DerekLuke: He simply wanted a relationship with Sparkle, and he had dreams to fulfill.
Shadow & Act: Do you relate personally to Stix?
Derek Luke: I relate Stix to my journey when I was in Jersey and came to LA.
Shadow & Act: Tell us a little about the relationship between Sparkle and Stix.
Derek Luke: I like a line in the film, “ Your mother sure did a number on You.” I think many times in relationships as it escalates to marriage, what it takes to breed a marriage, is the same thing that it takes to breed a career. So in the film, although Stix wants a relationship with Sparkle, he has to understand that she has other challenges that can prevent her from her goals. He learns in the film to see life from her perspective.
Shadow & Act: Speaking of your character's goals. There is a scene in the film where Satin comes in the dressing room with the sisters, and he ends up getting into a vicious fight with Levi. In the scene, although Levi is your cousin, you do not stand up for him against Satin. Can you explain that scene a little more?
Derek Luke: I actually had an internal dispute about that scene. Mara had written it one way, yet, I wanted to play it another way. I did not really want to play my character being mean. I did not feel that was his nature. I felt that my character was getting downgraded actually.
Shadow & Act: I understand that, because in that scene your characters nature was vastly different than his original deposition. Can you explain this scene a bit more?
Derek Luke: Well, we ended the scene with Salim’s best directives. I wanted to make a Sparkle slash Notebook with the film, but Salim had his version, and we ended it with his version. He wanted my character to be more like Berry Gordy.
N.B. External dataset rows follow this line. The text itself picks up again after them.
//! Player domain models.

use chrono::{DateTime, Utc};
use serde::{Deserialize, Serialize};
use uuid::Uuid;
use validator::Validate;

/// A player followed by a coach.
#[derive(Debug, Clone, Serialize, Deserialize)]
#[serde(rename_all = "snake_case")]
pub struct Player {
    pub id: Uuid,
    pub coach_id: Uuid,
    pub user_id: Option<Uuid>,
    pub player_name: String,
    pub created_at: DateTime<Utc>,
    pub updated_at: DateTime<Utc>,
}

/// Request to add a player to a coach's roster.
#[derive(Debug, Clone, Deserialize, Validate)]
#[serde(rename_all = "camelCase")]
pub struct CreatePlayerRequest {
    pub coach_id: Uuid,

    #[validate(
        length(min = 1, max = 100, message = "Player name must be 1-100 characters"),
        custom(function = "shared::validation::validate_not_blank")
    )]
    pub player_name: String,

    pub user_id: Option<Uuid>,
}

/// Query for listing a coach's players.
#[derive(Debug, Clone, Deserialize)]
pub struct ListPlayersQuery {
    pub coach: Option<Uuid>,
}

#[cfg(test)]
mod tests {
    use super::*;

    #[test]
    fn test_create_player_request_validation() {
        let valid = CreatePlayerRequest {
            coach_id: Uuid::new_v4(),
            player_name: "ZywOo".to_string(),
            user_id: None,
        };
        assert!(valid.validate().is_ok());

        let blank = CreatePlayerRequest {
            coach_id: Uuid::new_v4(),
            player_name: "   ".to_string(),
            user_id: None,
        };
        assert!(blank.validate().is_err());

        let too_long = CreatePlayerRequest {
            coach_id: Uuid::new_v4(),
            player_name: "x".repeat(101),
            user_id: None,
        };
        assert!(too_long.validate().is_err());
    }

    #[test]
    fn test_create_player_request_camel_case() {
        let coach = Uuid::new_v4();
        let request: CreatePlayerRequest = serde_json::from_value(serde_json::json!({
            "coachId": coach,
            "playerName": "ropz",
        }))
        .unwrap();
        assert_eq!(request.coach_id, coach);
        assert!(request.user_id.is_none());
    }
}
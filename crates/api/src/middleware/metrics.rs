//! Prometheus metrics middleware.
//!
//! Provides HTTP request metrics, the invitation workflow counters and the
//! `/metrics` export endpoint.

use axum::{
    body::Body,
    extract::MatchedPath,
    http::{header, Method, Request, StatusCode},
    middleware::Next,
    response::{IntoResponse, Response},
};
use metrics::{counter, histogram};
use metrics_exporter_prometheus::{BuildError, PrometheusBuilder, PrometheusHandle};
use std::sync::OnceLock;
use std::time::Instant;

static PROMETHEUS_HANDLE: OnceLock<PrometheusHandle> = OnceLock::new();

/// Middleware to record HTTP request metrics.
///
/// Records the following metrics:
/// - `http_requests_total`: Counter with labels (method, path, status)
/// - `http_request_duration_seconds`: Histogram with labels (method, path)
pub async fn metrics_middleware(req: Request<Body>, next: Next) -> Response {
    let start = Instant::now();
    let method = method_to_str(req.method());
    // Matched route keeps tokens and ids out of the label set
    let path = req
        .extensions()
        .get::<MatchedPath>()
        .map(|p| p.as_str().to_string())
        .unwrap_or_else(|| "unmatched".to_string());

    let response = next.run(req).await;

    counter!(
        "http_requests_total",
        "method" => method,
        "path" => path.clone(),
        "status" => response.status().as_u16().to_string()
    )
    .increment(1);

    histogram!(
        "http_request_duration_seconds",
        "method" => method,
        "path" => path
    )
    .record(start.elapsed().as_secs_f64());

    response
}

/// Convert HTTP method to string for metric labels.
fn method_to_str(method: &Method) -> &'static str {
    match *method {
        Method::GET => "GET",
        Method::POST => "POST",
        Method::PUT => "PUT",
        Method::DELETE => "DELETE",
        Method::PATCH => "PATCH",
        Method::HEAD => "HEAD",
        Method::OPTIONS => "OPTIONS",
        _ => "OTHER",
    }
}

pub fn record_invitation_created() {
    counter!("invitations_created_total").increment(1);
}

/// Records a renewal request and the size of its notification fan-out.
pub fn record_renewal_requested(notifications: usize) {
    counter!("invitation_renewals_requested_total").increment(1);
    counter!("notifications_created_total").increment(notifications as u64);
}

pub fn record_renewal_approved() {
    counter!("invitation_renewals_approved_total").increment(1);
}

pub fn record_invitation_status_change(status: &'static str) {
    counter!("invitation_status_changes_total", "status" => status).increment(1);
}

pub fn record_training_session_logged() {
    counter!("training_sessions_logged_total").increment(1);
}

/// Handler for /metrics endpoint that returns Prometheus text format.
pub async fn metrics_handler() -> impl IntoResponse {
    match PROMETHEUS_HANDLE.get() {
        Some(handle) => (
            StatusCode::OK,
            [(header::CONTENT_TYPE, "text/plain; version=0.0.4")],
            handle.render(),
        ),
        None => (
            StatusCode::SERVICE_UNAVAILABLE,
            [(header::CONTENT_TYPE, "text/plain")],
            "Metrics not initialized".to_string(),
        ),
    }
}

/// Initialize the Prometheus metrics recorder.
///
/// Must be called once during startup before any metrics are recorded.
/// Later calls leave the first recorder in place.
pub fn init_metrics() -> Result<(), BuildError> {
    if PROMETHEUS_HANDLE.get().is_some() {
        return Ok(());
    }

    let handle = PrometheusBuilder::new()
        .set_buckets(&[0.001, 0.005, 0.01, 0.05, 0.1, 0.2, 0.5, 1.0, 2.0, 5.0])?
        .install_recorder()?;

    let _ = PROMETHEUS_HANDLE.set(handle);
    Ok(())
}
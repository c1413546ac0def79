//! HTTP API for the Coach Tracker backend.

pub mod app;
pub mod config;
pub mod error;
pub mod extractors;
pub mod jobs;
pub mod middleware;
pub mod routes;
pub mod services;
He wanted to show the complexities of the men in the lives of the women in the film.
Shadow & Act: Did you know Jordin before taking on this role?
Derek Luke: No, but I really bonded well with her with this project. I would definitely hang out with her outside of this film. She is very nice. When we met it was an instant admiration. Well, at least on my part. She’s like my little sister. By better understanding my Mom and Dad’s relationship/courtship (my mother was 17 and my Father was 28), I was able to approach my character's relationship with Sparkle better. It was like yes, be slick, but don’t be sly. My character had to be gentle with her based on the great age difference.
Shadow & Act: So, tell us a little about the projects that you have coming up?
Derek Luke: ‘Baggage Claim’ with Octavia Spencer and Paula Patton, “Supremacy” with Danny Glover, and then another film with Danny again. Its pretty cool that I can say that I have worked with Danny more than once.